A scream emerges from the barn. Joseph jumps to his feet. It’s Mary. He is ready to rush in, but hesitates after giving it some thought. Was something wrong? Or was this all part of the process? Wouldn’t the innkeeper’s wife come get him if something had happened to Mary?

There is another scream. Joseph steps into the barn, then back out. He wants to go to her and help her, rescue her, take the pain from her, but he knows he can’t. Looking for a distraction, he sits back down beside the dog and pets him. As if wanting to comfort him, the creature moves closer and rests his head on Joseph’s lap.

Time and time again over the next few of hours, Joseph has to quell his instinct to protect Mary. She had become his other half, as Heli had said, and to hear her suffering was more than he could bear. Joseph begins to pray; however, the words are barely out of his mouth when he hears another cry. This one is different than the earlier ones: it’s the cry of a babe, a newborn. Struck by the sound of it, Joseph stands up and makes his way to the stall where he left Mary. There he finds his wife, sitting on the stool. She is dressed in her undergarment, her legs are uncovered and there is blood nearby on the straw; yet she is wearing the biggest smile he had ever seen. She gazes up at him and that’s when he notices the bundle in her arms.

Her son, he thinks, then corrects himself: their son…the Mashiac. Apprehension grips his heart once again.

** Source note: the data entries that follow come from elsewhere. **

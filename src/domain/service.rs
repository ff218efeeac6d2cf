//! Backend Service records.

use super::meta::ObjectMeta;
use serde::{Deserialize, Serialize};
use std::collections::BTreeMap;

#[derive(Debug, Clone, Copy, Default, PartialEq, Eq, Serialize, Deserialize)]
pub enum ServiceType {
    #[default]
    ClusterIP,
    NodePort,
    LoadBalancer,
}

#[derive(Debug, Clone, Copy, Default, PartialEq, Eq, Serialize, Deserialize)]
pub enum ExternalTrafficPolicy {
    #[default]
    Cluster,
    Local,
}

#[derive(Debug, Clone, Copy, Default, PartialEq, Eq, Serialize, Deserialize)]
pub enum SessionAffinity {
    #[default]
    None,
    ClientIP,
}

#[derive(Debug, Clone, Copy, Default, PartialEq, Eq, Hash, PartialOrd, Ord, Serialize, Deserialize)]
#[serde(rename_all = "UPPERCASE")]
pub enum PortProtocol {
    #[default]
    Tcp,
    Udp,
}

#[derive(Debug, Clone, Default, PartialEq, Eq, Serialize, Deserialize)]
#[serde(rename_all = "camelCase", default)]
pub struct ServicePort {
    pub name: String,
    pub protocol: PortProtocol,
    pub port: u32,
    pub target_port: u32,
    pub node_port: Option<u32>,
    pub app_protocol: Option<String>,
}

#[derive(Debug, Clone, Default, PartialEq, Serialize, Deserialize)]
#[serde(rename_all = "camelCase", default)]
pub struct ServiceSpec {
    pub ports: Vec<ServicePort>,
    pub selector: BTreeMap<String, String>,
    #[serde(rename = "type")]
    pub type_: ServiceType,
    #[serde(rename = "clusterIP")]
    pub cluster_ip: Option<String>,
    pub external_traffic_policy: Option<ExternalTrafficPolicy>,
    pub session_affinity: SessionAffinity,
    pub health_check_node_port: Option<u32>,
}

#[derive(Debug, Clone, Default, PartialEq, Serialize, Deserialize)]
#[serde(default)]
pub struct Service {
    pub metadata: ObjectMeta,
    pub spec: ServiceSpec,
}

impl Service {
    /// Port entry exposing `port`
    pub fn port(&self, port: u32) -> Option<&ServicePort> {
        self.spec.ports.iter().find(|p| p.port == port)
    }
}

Mary moves the blanket away from the child’s face as he steps closer to her. Reminding himself of his father-in-law’s words, he takes in a deep breath and kneels beside Mary. She leans into him so he can take a closer look at the boy. He is small, pink and wrinkled with a head full of black hair.

“Isn’t he beautiful?” Mary whispers.

Having been struck speechless, all Joseph can do is nod. Foolishly, he had imagined the child would be born a man, with full wisdom and knowledge of his destiny. And maybe somewhere in his consciousness, the babe was aware of it. For now though, he was simply a child, perfect in shape and form, just as G-d had created him. He would fulfill his calling in time; until then, Joseph would accomplish his and be the boy’s father.

“What will you call him?” the woman asks.

“Jesus,” he replies, gently stroking the child’s head.